Lazy TLB mode can result in an idle CPU being woken up by a TLB flush,
when all it really needs to do is reload %CR3 at the next context switch,
assuming no page table pages got freed.

Memory ordering is used to prevent race conditions between switch_mm_irqs_off,
which checks whether .tlb_gen changed, and the TLB invalidation code, which
increments .tlb_gen whenever page table entries get invalidated.

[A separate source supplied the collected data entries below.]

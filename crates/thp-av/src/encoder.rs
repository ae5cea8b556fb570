//! The THP container encoder behind a capability trait.
//!
//! The pipeline only ever talks to [`Encoder`], so the subprocess-backed
//! [`ThpConvEncoder`] can be swapped for an in-process implementation without
//! touching the conversion stages.

use std::path::{Path, PathBuf};

use async_trait::async_trait;

use crate::command::ToolCommand;

/// Capability to produce a THP container from staged intermediates.
#[async_trait]
pub trait Encoder: Send + Sync {
    /// Short name used in stage reporting.
    fn name(&self) -> &'static str;

    /// Encode the frame sequence matched by `frames_glob` plus the waveform
    /// at `audio` into a THP file at `output`.
    ///
    /// Implementations report spawn and exit failures; whether `output`
    /// actually exists afterwards is checked by the caller, because file
    /// presence is the only reliable success signal THPConv gives.
    async fn encode(
        &self,
        frames_glob: &Path,
        audio: &Path,
        frame_rate: f64,
        output: &Path,
    ) -> thp_core::Result<()>;
}

/// [`Encoder`] implementation that shells out to Nintendo's `THPConv`.
#[derive(Debug, Clone)]
pub struct ThpConvEncoder {
    /// Path to the THPConv binary.
    path: PathBuf,
}

impl ThpConvEncoder {
    /// Create an encoder using the given THPConv path.
    pub fn new(path: PathBuf) -> Self {
        Self { path }
    }
}

#[async_trait]
impl Encoder for ThpConvEncoder {
    fn name(&self) -> &'static str {
        "thpconv"
    }

    async fn encode(
        &self,
        frames_glob: &Path,
        audio: &Path,
        frame_rate: f64,
        output: &Path,
    ) -> thp_core::Result<()> {
        tracing::debug!("encode {} -> {}", frames_glob.display(), output.display());

        let mut cmd = ToolCommand::new(self.path.clone());
        cmd.args(encode_args(frames_glob, audio, frame_rate, output));
        // Encoding runtime scales with the frame count.
        cmd.no_timeout();
        cmd.execute().await?;

        Ok(())
    }
}

/// THPConv argument list: `-j <glob> -s <wav> -r <rate> -d <output>`.
fn encode_args(frames_glob: &Path, audio: &Path, frame_rate: f64, output: &Path) -> Vec<String> {
    vec![
        "-j".into(),
        frames_glob.to_string_lossy().into_owned(),
        "-s".into(),
        audio.to_string_lossy().into_owned(),
        "-r".into(),
        frame_rate.to_string(),
        "-d".into(),
        output.to_string_lossy().into_owned(),
    ]
}
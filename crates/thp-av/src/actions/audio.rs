//! Extract and resample the audio track via ffmpeg.

use std::path::Path;

use crate::command::ToolCommand;
use crate::tools::ToolRegistry;

/// Extract the source's audio into a standalone resampled WAV file.
///
/// The THP encoder consumes the audio as a separate waveform file; 32 kHz is
/// the sample rate that plays back consistently in-game, so callers normally
/// pass `32_000`.
pub async fn extract_audio(
    tools: &ToolRegistry,
    source: &Path,
    dest: &Path,
    sample_rate: u32,
) -> thp_core::Result<()> {
    let ffmpeg = tools.require("ffmpeg")?;

    tracing::debug!(
        "extract audio from {} to {} at {sample_rate} Hz",
        source.display(),
        dest.display()
    );

    let mut cmd = ToolCommand::new(ffmpeg.path.clone());
    cmd.args(["-y", "-i"]);
    cmd.arg(source.to_string_lossy().as_ref());
    cmd.args(["-f", "wav"]);
    cmd.args(["-ar", &sample_rate.to_string()]);
    cmd.args(["-movflags", "+faststart"]);
    cmd.arg(dest.to_string_lossy().as_ref());
    // Runtime scales with source length.
    cmd.no_timeout();
    cmd.execute().await?;

    Ok(())
}
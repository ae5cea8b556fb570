//! Thin wrappers over the thp-av probing and tool checks.

pub use thp_av::probe::{FfprobeProber, MediaInfo};
pub use thp_av::{ToolInfo, ToolRegistry};

use std::path::Path;

/// Probe a media file with ffprobe from the given registry.
pub async fn probe_file(path: &Path, tools: &ToolRegistry) -> thp_core::Result<MediaInfo> {
    let ffprobe = tools.require("ffprobe")?;
    FfprobeProber::new(ffprobe.path.clone()).probe(path).await
}

/// Availability information for every known external tool.
pub fn check_tools(tools: &ToolRegistry) -> Vec<ToolInfo> {
    tools.check_all()
}
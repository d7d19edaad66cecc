// SPDX-License-Identifier: Apache-2.0
//
// Benchmarks for the hot per-frame paths: replay detection and MRZ decode.

use criterion::{black_box, criterion_group, criterion_main, Criterion};
use veriport_core::types::RawFrame;
use veriport_document::antispoof::{detect_screen_replay, SpoofThresholds};
use veriport_document::mrz::decode::decode_td3;

fn textured_frame(width: u32, height: u32) -> RawFrame {
    let mut rgba = Vec::with_capacity((width * height * 4) as usize);
    for y in 0..height {
        for x in 0..width {
            let v = ((x * 97 + y * 31) % 251) as u8;
            rgba.extend_from_slice(&[v, (y % 200) as u8, v.wrapping_add(64), 255]);
        }
    }
    RawFrame::new(width, height, rgba).unwrap()
}

fn bench_antispoof(c: &mut Criterion) {
    let frame = textured_frame(1280, 720);
    let thresholds = SpoofThresholds::default();
    c.bench_function("antispoof_720p", |b| {
        b.iter(|| detect_screen_replay(black_box(&frame), black_box(&thresholds)))
    });
}

fn bench_mrz_decode(c: &mut Criterion) {
    let lines = vec![
        "P<UTOERIKSSON<<ANNA<MARIA<<<<<<<<<<<<<<<<<<<".to_string(),
        "L898902C36UTO7408122F1204159ZE184226B<<<<<10".to_string(),
    ];
    c.bench_function("mrz_decode_td3", |b| {
        b.iter(|| decode_td3(black_box(&lines)))
    });
}

criterion_group!(benches, bench_antispoof, bench_mrz_decode);
criterion_main!(benches);
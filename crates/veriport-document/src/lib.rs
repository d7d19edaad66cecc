// SPDX-License-Identifier: Apache-2.0
//
// Veriport — Document analysis: region segmentation, anti-spoofing
// heuristics, MRZ recognition and decoding, face detection and matching,
// and the validation aggregator that combines them.

pub mod antispoof;
pub mod face;
pub mod mrz;
pub mod regions;
pub mod validate;

pub use antispoof::{SpoofReport, SpoofThresholds, detect_screen_replay};
pub use regions::{DocumentRegions, RegionPreprocessor};
pub use validate::PassportValidator;
// SPDX-License-Identifier: Apache-2.0
//
// Veriport — Camera adapter boundary.
//
// The pipeline never talks to camera hardware directly; it drives a
// `FrameSource`. Native implementations (desktop webcam, mobile camera) live
// behind this trait, and the doubles in this crate stand in for them in
// tests and headless builds.

pub mod doubles;
pub mod stub;
pub mod traits;

pub use doubles::{RecordingCamera, StaticCamera};
pub use stub::StubCamera;
pub use traits::{CameraConstraints, FacingMode, FrameSource};
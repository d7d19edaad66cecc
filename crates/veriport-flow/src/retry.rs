// SPDX-License-Identifier: Apache-2.0
//
// Retry engine with exponential backoff for transient stage failures.
//
// Classifies errors into Transient (auto-retry), UserAction (wait for the
// user), and Permanent (give up). Only transient errors trigger automatic
// retries.

use std::time::Duration;

use tracing::{debug, info, warn};
use veriport_core::error::{ErrorClass, VeriportError};

/// Retry configuration.
pub struct RetryConfig {
    /// Maximum number of automatic retry attempts per stage.
    pub max_retries: u32,
    /// Base delay between retries (exponential backoff).
    pub base_delay: Duration,
    /// Maximum delay between retries.
    pub max_delay: Duration,
}

impl Default for RetryConfig {
    fn default() -> Self {
        Self {
            max_retries: 3,
            base_delay: Duration::from_millis(500),
            max_delay: Duration::from_secs(10),
        }
    }
}

/// Result of evaluating whether to retry.
pub enum RetryDecision {
    /// Retry after this delay.
    RetryAfter(Duration),
    /// Do not retry — error is permanent or user action needed.
    GiveUp(ErrorClass),
    /// Maximum retries exhausted.
    Exhausted,
}

/// Classify a [`VeriportError`] for retry decisions.
pub fn classify_error(err: &VeriportError) -> ErrorClass {
    match err {
        // Transient — blur, timeout, a bad single frame
        VeriportError::RecognitionTimeout(_) => ErrorClass::Transient,
        VeriportError::RecognitionFailed(_) => ErrorClass::Transient,
        VeriportError::DecodeIncomplete(_) => ErrorClass::Transient,
        VeriportError::DocumentInvalid(_) => ErrorClass::Transient,
        VeriportError::CaptureFailed(_) => ErrorClass::Transient,
        VeriportError::Image(_) => ErrorClass::Transient,

        // User action needed
        VeriportError::PermissionDenied => ErrorClass::UserAction,
        VeriportError::DeviceBusy => ErrorClass::UserAction,
        VeriportError::SpoofSuspected => ErrorClass::UserAction,
        VeriportError::MatchBelowThreshold { .. } => ErrorClass::UserAction,

        // The announce loop already exhausted its budget; only the user
        // re-scanning the pairing code can help.
        VeriportError::PairingTimeout(_) => ErrorClass::UserAction,

        // Permanent — retrying the stage cannot help
        VeriportError::DeviceUnavailable(_) => ErrorClass::Permanent,
        VeriportError::SessionInvalid(_) => ErrorClass::Permanent,
        VeriportError::Serialization(_) => ErrorClass::Permanent,

        // IO errors depend on the kind
        VeriportError::Io(io_err) => match io_err.kind() {
            std::io::ErrorKind::TimedOut
            | std::io::ErrorKind::ConnectionRefused
            | std::io::ErrorKind::ConnectionReset
            | std::io::ErrorKind::Interrupted => ErrorClass::Transient,
            std::io::ErrorKind::NotFound | std::io::ErrorKind::PermissionDenied => {
                ErrorClass::UserAction
            }
            _ => ErrorClass::Transient,
        },
    }
}

/// Decide whether to retry based on the error class and attempt count.
pub fn should_retry(err: &VeriportError, attempt: u32, config: &RetryConfig) -> RetryDecision {
    let class = classify_error(err);

    match class {
        ErrorClass::Permanent => {
            info!(%err, "permanent error — not retrying");
            RetryDecision::GiveUp(ErrorClass::Permanent)
        }
        ErrorClass::UserAction => {
            info!(%err, "user action required — not auto-retrying");
            RetryDecision::GiveUp(ErrorClass::UserAction)
        }
        ErrorClass::Transient => {
            if attempt >= config.max_retries {
                warn!(attempt, max = config.max_retries, "retry limit exhausted");
                RetryDecision::Exhausted
            } else {
                let delay = compute_delay(attempt, config);
                debug!(attempt, delay_ms = delay.as_millis(), "scheduling retry");
                RetryDecision::RetryAfter(delay)
            }
        }
    }
}

/// Exponential backoff with deterministic jitter.
///
/// delay = min(base * 2^attempt + jitter, max_delay), jitter in [0, base).
fn compute_delay(attempt: u32, config: &RetryConfig) -> Duration {
    let base_ms = config.base_delay.as_millis() as u64;
    let exp_ms = base_ms.saturating_mul(1u64 << attempt.min(10));

    let jitter_ms = jitter(base_ms, attempt);
    let total_ms = exp_ms.saturating_add(jitter_ms);
    let capped_ms = total_ms.min(config.max_delay.as_millis() as u64);

    Duration::from_millis(capped_ms)
}

/// Spread retries without a random source: hash the attempt number into
/// [0, base).
fn jitter(base_ms: u64, attempt: u32) -> u64 {
    let hash = (attempt as u64).wrapping_mul(6364136223846793005);
    hash % base_ms.max(1)
}
// SPDX-License-Identifier: Apache-2.0
//
// Pairing wire format.
//
// Messages are JSON with camelCase keys so either end of the channel can be
// a browser or a native peer without translation:
//
// ```json
// {
//   "type": "document",
//   "sessionId": "…",
//   "secretToken": "…",
//   "timestamp": "2026-08-31T12:00:00Z",
//   "payload": { … }
// }
// ```

use chrono::{DateTime, Utc};
use serde::{Deserialize, Serialize};
use serde_json::Value;

/// Discriminant of a pairing message.
#[derive(Debug, Clone, Copy, PartialEq, Eq, Serialize, Deserialize)]
#[serde(rename_all = "lowercase")]
pub enum MessageKind {
    /// Handshake announcement (and its acknowledgement).
    Connected,
    /// Captured document data.
    Document,
    /// Captured face data.
    Face,
    /// Validation checklist update.
    Validation,
}

/// One message on the pairing channel.
#[derive(Debug, Clone, PartialEq, Serialize, Deserialize)]
#[serde(rename_all = "camelCase")]
pub struct PairingMessage {
    #[serde(rename = "type")]
    pub kind: MessageKind,
    pub session_id: String,
    pub secret_token: String,
    pub timestamp: DateTime<Utc>,
    pub payload: Value,
}

impl PairingMessage {
    pub fn new(
        kind: MessageKind,
        session_id: impl Into<String>,
        secret_token: impl Into<String>,
        payload: Value,
    ) -> Self {
        Self {
            kind,
            session_id: session_id.into(),
            secret_token: secret_token.into(),
            timestamp: Utc::now(),
            payload,
        }
    }
}

#[cfg(test)]
mod tests {
    use super::*;
    use serde_json::json;

    #[test]
    fn wire_format_is_camel_case() {
        let msg = PairingMessage::new(
            MessageKind::Document,
            "session-1",
            "token-1",
            json!({"passportNumber": "L898902C3"}),
        );
        let value = serde_json::to_value(&msg).unwrap();
        assert_eq!(value["type"], "document");
        assert_eq!(value["sessionId"], "session-1");
        assert_eq!(value["secretToken"], "token-1");
        assert!(value["timestamp"].is_string());
        assert_eq!(value["payload"]["passportNumber"], "L898902C3");
    }

    #[test]
    fn kind_round_trips() {
        for kind in [
            MessageKind::Connected,
            MessageKind::Document,
            MessageKind::Face,
            MessageKind::Validation,
        ] {
            let json = serde_json::to_string(&kind).unwrap();
            let back: MessageKind = serde_json::from_str(&json).unwrap();
            assert_eq!(back, kind);
        }
    }

    #[test]
    fn foreign_peer_message_parses() {
        let raw = r#"{
            "type": "connected",
            "sessionId": "abc",
            "secretToken": "tok",
            "timestamp": "2026-08-31T09:00:00Z",
            "payload": {"role": "secondary"}
        }"#;
        let msg: PairingMessage = serde_json::from_str(raw).unwrap();
        assert_eq!(msg.kind, MessageKind::Connected);
        assert_eq!(msg.payload["role"], "secondary");
    }
}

The atomic increment in inc_mm_tlb_gen is its own barrier; the context
switch code adds an explicit barrier between reading tlbstate.is_lazy and
next->context.tlb_gen.

Unlike the 2016 version of this patch, CPUs with cpu_tlbstate.is_lazy set
are not removed from the mm_cpumask(mm), since that would prevent the TLB
flush IPIs at page table free time from being sent to all the CPUs
that need them.

Signed-off-by: Rik van Riel <r...@surriel.com>
Tested-by: Song Liu <songliubrav...@fb.com>
---
 arch/x86/include/asm/uv/uv.h  |   6 +-
 arch/x86/mm/tlb.c             | 131 ++++++++++++++++++++++++++++--------------
 arch/x86/platform/uv/tlb_uv.c |   2 +-
 3 files changed, 92 insertions(+), 47 deletions(-)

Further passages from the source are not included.